Task prompt: Print the data in full, exactly as it reads.

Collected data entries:
# # #

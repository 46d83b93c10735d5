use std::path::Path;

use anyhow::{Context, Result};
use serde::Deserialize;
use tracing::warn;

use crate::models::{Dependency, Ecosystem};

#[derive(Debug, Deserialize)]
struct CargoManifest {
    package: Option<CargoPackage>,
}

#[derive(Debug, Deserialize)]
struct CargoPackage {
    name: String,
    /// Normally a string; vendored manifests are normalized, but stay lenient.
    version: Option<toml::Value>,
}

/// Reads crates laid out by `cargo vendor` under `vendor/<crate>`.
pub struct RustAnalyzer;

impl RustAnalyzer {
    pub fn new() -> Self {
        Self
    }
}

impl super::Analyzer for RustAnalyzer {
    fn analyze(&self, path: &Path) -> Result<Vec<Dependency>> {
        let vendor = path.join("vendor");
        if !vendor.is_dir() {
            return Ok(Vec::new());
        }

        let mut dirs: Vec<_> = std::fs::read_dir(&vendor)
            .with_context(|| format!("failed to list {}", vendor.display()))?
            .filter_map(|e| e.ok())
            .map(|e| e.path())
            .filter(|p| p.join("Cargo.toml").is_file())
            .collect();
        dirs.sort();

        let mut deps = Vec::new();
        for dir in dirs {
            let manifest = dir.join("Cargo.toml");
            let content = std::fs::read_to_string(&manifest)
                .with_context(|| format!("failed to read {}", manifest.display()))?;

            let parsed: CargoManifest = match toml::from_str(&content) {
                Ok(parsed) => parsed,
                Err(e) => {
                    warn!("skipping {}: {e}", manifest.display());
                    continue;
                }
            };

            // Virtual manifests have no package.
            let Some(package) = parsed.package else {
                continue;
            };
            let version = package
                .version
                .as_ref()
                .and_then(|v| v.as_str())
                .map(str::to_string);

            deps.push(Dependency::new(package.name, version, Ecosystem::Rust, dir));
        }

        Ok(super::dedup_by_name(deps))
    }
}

# # #

Written reply:
repository 46d83b93c10735d5
use std::path::Path;

use anyhow::{Context, Result};
use serde::Deserialize;
use tracing::warn;

use crate::models::{Dependency, Ecosystem};

#[derive(Debug, Deserialize)]
struct CargoManifest {
    package: Option<CargoPackage>,
}

#[derive(Debug, Deserialize)]
struct CargoPackage {
    name: String,
    /// Normally a string; vendored manifests are normalized, but stay lenient.
    version: Option<toml::Value>,
}

/// Reads crates laid out by `cargo vendor` under `vendor/<crate>`.
pub struct RustAnalyzer;

impl RustAnalyzer {
    pub fn new() -> Self {
        Self
    }
}

impl super::Analyzer for RustAnalyzer {
    fn analyze(&self, path: &Path) -> Result<Vec<Dependency>> {
        let vendor = path.join("vendor");
        if !vendor.is_dir() {
            return Ok(Vec::new());
        }

        let mut dirs: Vec<_> = std::fs::read_dir(&vendor)
            .with_context(|| format!("failed to list {}", vendor.display()))?
            .filter_map(|e| e.ok())
            .map(|e| e.path())
            .filter(|p| p.join("Cargo.toml").is_file())
            .collect();
        dirs.sort();

        let mut deps = Vec::new();
        for dir in dirs {
            let manifest = dir.join("Cargo.toml");
            let content = std::fs::read_to_string(&manifest)
                .with_context(|| format!("failed to read {}", manifest.display()))?;

            let parsed: CargoManifest = match toml::from_str(&content) {
                Ok(parsed) => parsed,
                Err(e) => {
                    warn!("skipping {}: {e}", manifest.display());
                    continue;
                }
            };

            // Virtual manifests have no package.
            let Some(package) = parsed.package else {
                continue;
            };
            let version = package
                .version
                .as_ref()
                .and_then(|v| v.as_str())
                .map(str::to_string);

            deps.push(Dependency::new(package.name, version, Ecosystem::Rust, dir));
        }

        Ok(super::dedup_by_name(deps))
    }
}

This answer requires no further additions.